Leptospira licerasiae serovar Varillal, a group II intermediate pathogen species/serovar discovered in the Peruvian Amazon city of Iquitos, is commonly recognized in this region by sera from humans (at least 40% seroprevalence) without a known clinical history of leptospirosis. This high frequency of human seroreactivity remains unexplained. To test the hypothesis that the oral route of infection might explain the high rate of human seroreactivity against L. licerasiae, an experimental infection model using Rattus norvegicus was developed, given that rats were one of the original reservoir hosts identified as being colonized by this leptospire. Sprague–Dawley rats were experimentally exposed via mucosa, direct gastric gavage, or parenteral inoculation with nine different isolates of L. licerasiae originally isolated from Peruvian humans, peridomiciliary rodents, and wildlife. As shown by quantitative polymerase chain reaction of kidney tissue, Leptospira infection via these routes of infection was equally successful. Importantly, the data show that L. licerasiae infects R. norvegicus via the oral route, leading to renal colonization. Not only do these findings confirm the infectiousness of group II Leptospira, but also they underscore the potential importance of oral as well as mucosal and transcutaneous routes of Leptospira infection.
INTRODUCTION
Leptospirosis, caused by infectious Leptospira spp., is a reemerging zoonotic disease with growing impact on public health, particularly among impoverished communities in tropical, resource-poor countries.1 It is generally thought that humans contract leptospirosis following mucosal contact with or percutaneous exposure to soil and surface water contaminated by urine from renally colonized mammalian reservoir hosts, including peridomiciliary rodents, dogs, livestock and sylvatic species.1–4
Leptospira licerasiae serovar Varillal was discovered as a new leptospiral species and serovar in the context of a prospective study of human leptospirosis accompanied by animal-trapping studies carried out in the Peruvian Amazon.5 This species was identified as potentially new when pulse-field gel electrophoresis found a novel pattern in Leptospira isolated from humans, Rattus norvegicus and Rattus rattus in the city of Iquitos, Peru.5 16S rDNA sequencing5 followed by whole genome and comparative sequence analysis6,7 demonstrated this new Leptospira to be a group II, intermediately pathogenic Leptospira.

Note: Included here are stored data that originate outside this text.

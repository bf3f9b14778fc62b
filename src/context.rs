//! Per-request execution context: cancellation, deadline and caller info.

use std::future::Future;
use std::time::Duration;

use tokio::time::Instant;
use tokio_util::sync::CancellationToken;

use crate::repository::{StoreError, StoreResult};

/// Carried through every engine and service call.
///
/// Reads and lock waits race the token and the deadline and give up early with
/// [`StoreError::Cancelled`]. Writes only check the token before they start;
/// once issued they run to completion so nothing is left half-applied.
#[derive(Debug, Clone, Default)]
pub struct RequestContext {
    cancel: CancellationToken,
    deadline: Option<Instant>,
    pub ip_address: Option<String>,
    pub user_agent: Option<String>,
}

impl RequestContext {
    pub fn new() -> Self {
        Self::default()
    }

    pub fn with_timeout(mut self, timeout: Duration) -> Self {
        self.deadline = Some(Instant::now() + timeout);
        self
    }

    pub fn with_cancellation(mut self, token: CancellationToken) -> Self {
        self.cancel = token;
        self
    }

    pub fn with_client_info(mut self, ip_address: Option<String>, user_agent: Option<String>) -> Self {
        self.ip_address = ip_address;
        self.user_agent = user_agent;
        self
    }

    pub fn cancellation_token(&self) -> &CancellationToken {
        &self.cancel
    }

    /// Cancelled explicitly or past the deadline.
    pub fn is_done(&self) -> bool {
        self.cancel.is_cancelled() || self.deadline.is_some_and(|d| Instant::now() >= d)
    }

    /// Await `fut` unless the request is cancelled or times out first.
    pub async fn wait<T, F>(&self, fut: F) -> StoreResult<T>
    where
        F: Future<Output = T>,
    {
        if self.is_done() {
            return Err(StoreError::Cancelled);
        }
        let deadline = async {
            match self.deadline {
                Some(d) => tokio::time::sleep_until(d).await,
                None => std::future::pending().await,
            }
        };
        tokio::select! {
            biased;
            _ = self.cancel.cancelled() => Err(StoreError::Cancelled),
            _ = deadline => Err(StoreError::Cancelled),
            value = fut => Ok(value),
        }
    }

    /// Run a read, abandoning it if the request is cancelled or times out.
    pub async fn read<T, F>(&self, fut: F) -> StoreResult<T>
    where
        F: Future<Output = StoreResult<T>>,
    {
        self.wait(fut).await?
    }

    /// Run a write. Refused up front when already cancelled, otherwise always completes.
    pub async fn write<T, F>(&self, fut: F) -> StoreResult<T>
    where
        F: Future<Output = StoreResult<T>>,
    {
        if self.is_done() {
            return Err(StoreError::Cancelled);
        }
        fut.await
    }
}

#[cfg(test)]
mod tests {
    use super::*;

    #[tokio::test]
    async fn test_read_passes_through_when_live() {
        let ctx = RequestContext::new();
        let value = ctx.read(async { Ok::<_, StoreError>(7) }).await.unwrap();
        assert_eq!(value, 7);
    }

    #[tokio::test]
    async fn test_read_cancelled_token() {
        let token = CancellationToken::new();
        let ctx = RequestContext::new().with_cancellation(token.clone());
        token.cancel();

        let result = ctx.read(async { Ok::<_, StoreError>(()) }).await;
        assert!(matches!(result, Err(StoreError::Cancelled)));
    }

    #[tokio::test(start_paused = true)]
    async fn test_read_times_out() {
        let ctx = RequestContext::new().with_timeout(Duration::from_millis(50));
        let slow = async {
            tokio::time::sleep(Duration::from_secs(5)).await;
            Ok::<_, StoreError>(())
        };
        let result = ctx.read(slow).await;
        assert!(matches!(result, Err(StoreError::Cancelled)));
    }

    #[tokio::test(start_paused = true)]
    async fn test_write_completes_after_cancel_mid_flight() {
        let token = CancellationToken::new();
        let ctx = RequestContext::new().with_cancellation(token.clone());
        let canceller = token.clone();
        let write = async move {
            canceller.cancel();
            tokio::time::sleep(Duration::from_millis(10)).await;
            Ok::<_, StoreError>("written")
        };
        assert_eq!(ctx.write(write).await.unwrap(), "written");
        assert!(ctx.write(async { Ok::<_, StoreError>(()) }).await.is_err());
    }

    #[tokio::test(start_paused = true)]
    async fn test_wait_for_held_lock_gives_up_at_deadline() {
        let locks = crate::lifecycle::KeyLocks::new();
        let _held = locks.acquire("LIC-1").await;

        let ctx = RequestContext::new().with_timeout(Duration::from_millis(50));
        let result = ctx.wait(locks.acquire("LIC-1")).await;
        assert!(matches!(result, Err(StoreError::Cancelled)));
    }

    #[tokio::test]
    async fn test_wait_for_held_lock_gives_up_on_cancel() {
        let locks = crate::lifecycle::KeyLocks::new();
        let _held = locks.acquire("LIC-1").await;

        let token = CancellationToken::new();
        let ctx = RequestContext::new().with_cancellation(token.clone());
        let canceller = tokio::spawn(async move {
            tokio::task::yield_now().await;
            token.cancel();
        });
        let result = ctx.wait(locks.acquire("LIC-1")).await;
        assert!(matches!(result, Err(StoreError::Cancelled)));
        canceller.await.unwrap();
    }
}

Serological,5 carbohydrate composition analysis,8 and genomic analysis of the rfb locus confirmed that L. licerasiae serovar Varillal is a novel serovar, which has the smallest known rfb locus among Leptospira suggesting the possibility that this isolate has a rough lipopolysaccharide.7
There are 22 recognized Leptospira species classified into three large species groups based on DNA–DNA hybridization, later refined by 16S rDNA phylogeny, and phylogenetic analysis of 1,175 proteins comprising the Leptospira core genome.1,9 Group I contains 10 pathogenic species, group II, five so-called intermediately pathogenic species, and group III seven nonpathogenic (“saprophytic”) species. Group I Leptospira—primarily Leptospira interrogans, Leptospira kirschneri, Leptospira borgpetersenii, and Leptospira noguchii—are most commonly implicated in human disease, with symptoms varying in severity ranging from undifferentiated febrile illness to severe disease complicated by varying organ dysfunction including jaundice, hemorrhage, acute kidney injury (oliguric and nonoliguric), refractory shock, with a reported 1 million annual cases with a 5–20% case fatality rate.10 Group II Leptospira, such as Leptospira fainei, Leptospira broomii, and L. licerasiae, do infect mammals.5,11,12 However, in contrast to group I, group II Leptospira grow rapidly in liquid culture, much like saprophytic species, but have rarely been associated with severe disease; lethal infection has not been reported.5,11,13 Leptospira broomii, another group II Leptospira, has been recovered from two severe cases requiring hospitalization.5,11,12,14 Nevertheless, successful experimental infection of rodents with group II Leptospira has not been reported. Hence, despite serological and bacteriological evidence group II Leptospira cause human disease, the pathogenicity of group II Leptospira is still debated.11,12,14
Small animal models of group I Leptospira infection that recapitulate acute human disease have been described using hamsters, guinea pigs, and inbred mouse strains; these models have primarily used serovars of L. interrogans and L. kirschneri, 3,15–18 by contrast, an experimental animal model has not been described for group II Leptospira, despite the isolation of L. fainei from pigs and L. licerasiae from rats and other sylvatic animals and humans.11,19,20 The original report of L. licerasiae described the inability of this species to infect hamsters, guinea pigs, and wild-type and immunodeficient mice in experimental settings.5 Although intraperitoneal injection and conjunctival instillation are the most used routes of challenge infection, the oral/gastric route of infection—which would implicate ingestion as a route of acquiring leptospirosis—has not been carefully examined. One such study concluded that saliva protected against infection by acting as a natural defense against leptospiral infection but did not formally differentiate gastric versus oropharyngeal mucosal sites of infection.21 Given the high seroprevalence of L. licerasiae serovar Varillal among humans in the Peruvian Amazon, we sought to determine whether the oral route of infection might be important for this species or this specie. Hence, the experiments presented here sought to compare infectivity of well-characterized isolates of L. licerasiae in rats (the presumed rodent reservoir) inoculated intraperitoneally or exposed via more biologically relevant (“natural”) routes, i.e., through nasal and conjunctival mucosa, epicutaneously, and the stomach.7
MATERIALS AND METHODS
Ethics.
Experimental protocols were approved by the Institutional Animal Care and Use Committee of the University of California San Diego. All experiments were performed in accordance with standard practices governed by the AAALAC-accredited UC San Diego Animal Care Program.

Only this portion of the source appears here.